[Stored dataset items]
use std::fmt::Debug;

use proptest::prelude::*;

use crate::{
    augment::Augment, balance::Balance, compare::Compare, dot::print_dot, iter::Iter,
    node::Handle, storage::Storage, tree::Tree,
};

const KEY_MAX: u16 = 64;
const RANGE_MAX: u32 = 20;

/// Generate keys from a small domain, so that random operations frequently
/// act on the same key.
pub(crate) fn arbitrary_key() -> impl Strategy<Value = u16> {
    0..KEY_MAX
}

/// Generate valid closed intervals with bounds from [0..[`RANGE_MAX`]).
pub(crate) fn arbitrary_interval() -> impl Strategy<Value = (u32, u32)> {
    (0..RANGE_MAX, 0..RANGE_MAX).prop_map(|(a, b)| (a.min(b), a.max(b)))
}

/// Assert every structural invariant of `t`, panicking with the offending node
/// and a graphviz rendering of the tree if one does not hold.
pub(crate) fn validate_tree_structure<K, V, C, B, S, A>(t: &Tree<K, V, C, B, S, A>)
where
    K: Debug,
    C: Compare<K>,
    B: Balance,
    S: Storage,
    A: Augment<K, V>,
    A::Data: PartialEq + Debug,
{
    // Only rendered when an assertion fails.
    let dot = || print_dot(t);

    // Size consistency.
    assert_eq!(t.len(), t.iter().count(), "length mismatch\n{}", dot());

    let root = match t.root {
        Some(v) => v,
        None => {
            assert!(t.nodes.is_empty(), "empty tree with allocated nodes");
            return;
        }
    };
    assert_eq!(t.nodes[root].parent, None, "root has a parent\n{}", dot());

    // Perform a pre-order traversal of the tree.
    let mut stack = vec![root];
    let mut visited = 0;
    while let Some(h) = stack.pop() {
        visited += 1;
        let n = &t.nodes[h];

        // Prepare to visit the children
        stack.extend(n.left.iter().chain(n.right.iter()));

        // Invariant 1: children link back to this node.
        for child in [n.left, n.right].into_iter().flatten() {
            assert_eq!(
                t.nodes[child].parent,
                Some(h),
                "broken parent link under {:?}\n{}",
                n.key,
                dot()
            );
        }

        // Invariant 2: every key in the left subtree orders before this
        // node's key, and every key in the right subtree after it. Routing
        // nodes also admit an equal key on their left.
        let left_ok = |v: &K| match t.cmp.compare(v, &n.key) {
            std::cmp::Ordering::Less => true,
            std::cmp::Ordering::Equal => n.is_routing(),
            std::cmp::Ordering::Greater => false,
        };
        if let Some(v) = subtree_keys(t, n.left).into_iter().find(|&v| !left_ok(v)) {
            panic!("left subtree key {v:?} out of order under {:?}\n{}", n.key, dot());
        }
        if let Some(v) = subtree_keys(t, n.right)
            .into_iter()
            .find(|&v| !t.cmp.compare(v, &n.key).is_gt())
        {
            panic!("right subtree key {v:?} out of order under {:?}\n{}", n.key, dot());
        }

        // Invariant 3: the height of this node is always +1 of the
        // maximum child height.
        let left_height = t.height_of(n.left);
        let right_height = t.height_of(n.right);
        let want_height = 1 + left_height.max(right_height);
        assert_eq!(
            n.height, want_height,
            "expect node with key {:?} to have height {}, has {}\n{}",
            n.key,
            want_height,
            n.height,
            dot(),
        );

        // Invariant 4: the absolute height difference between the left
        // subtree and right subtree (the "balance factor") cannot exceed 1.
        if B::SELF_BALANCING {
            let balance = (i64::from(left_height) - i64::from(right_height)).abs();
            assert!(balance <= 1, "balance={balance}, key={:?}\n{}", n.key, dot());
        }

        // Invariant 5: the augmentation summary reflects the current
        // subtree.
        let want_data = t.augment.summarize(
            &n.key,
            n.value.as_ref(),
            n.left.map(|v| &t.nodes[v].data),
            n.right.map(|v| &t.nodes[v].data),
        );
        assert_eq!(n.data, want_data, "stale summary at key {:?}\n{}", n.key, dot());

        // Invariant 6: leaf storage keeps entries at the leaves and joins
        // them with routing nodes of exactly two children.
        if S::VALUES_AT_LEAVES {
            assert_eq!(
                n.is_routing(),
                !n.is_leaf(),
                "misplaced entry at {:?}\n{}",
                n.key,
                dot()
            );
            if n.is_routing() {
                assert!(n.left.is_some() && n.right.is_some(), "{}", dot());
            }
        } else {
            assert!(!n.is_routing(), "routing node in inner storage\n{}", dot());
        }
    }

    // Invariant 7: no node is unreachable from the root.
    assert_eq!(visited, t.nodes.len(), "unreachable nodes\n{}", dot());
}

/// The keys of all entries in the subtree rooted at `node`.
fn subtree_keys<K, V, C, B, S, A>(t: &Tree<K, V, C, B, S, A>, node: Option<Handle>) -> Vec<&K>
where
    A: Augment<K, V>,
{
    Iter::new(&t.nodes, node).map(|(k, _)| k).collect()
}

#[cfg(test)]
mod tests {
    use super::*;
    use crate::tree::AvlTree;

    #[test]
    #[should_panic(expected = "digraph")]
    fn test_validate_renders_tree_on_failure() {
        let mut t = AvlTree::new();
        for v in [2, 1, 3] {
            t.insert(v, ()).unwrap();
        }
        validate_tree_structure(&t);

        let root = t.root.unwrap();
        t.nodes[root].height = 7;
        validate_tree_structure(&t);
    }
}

Work request
Wherever the string "nodes" appears in a line of the records, copy that line.

Output of the exercise
            assert!(t.nodes.is_empty(), "empty tree with allocated nodes");
    assert_eq!(t.nodes[root].parent, None, "root has a parent\n{}", dot());
        let n = &t.nodes[h];
                t.nodes[child].parent,
        // nodes also admit an equal key on their left.
            n.left.map(|v| &t.nodes[v].data),
            n.right.map(|v| &t.nodes[v].data),
        // them with routing nodes of exactly two children.
    assert_eq!(visited, t.nodes.len(), "unreachable nodes\n{}", dot());
    Iter::new(&t.nodes, node).map(|(k, _)| k).collect()
        t.nodes[root].height = 7;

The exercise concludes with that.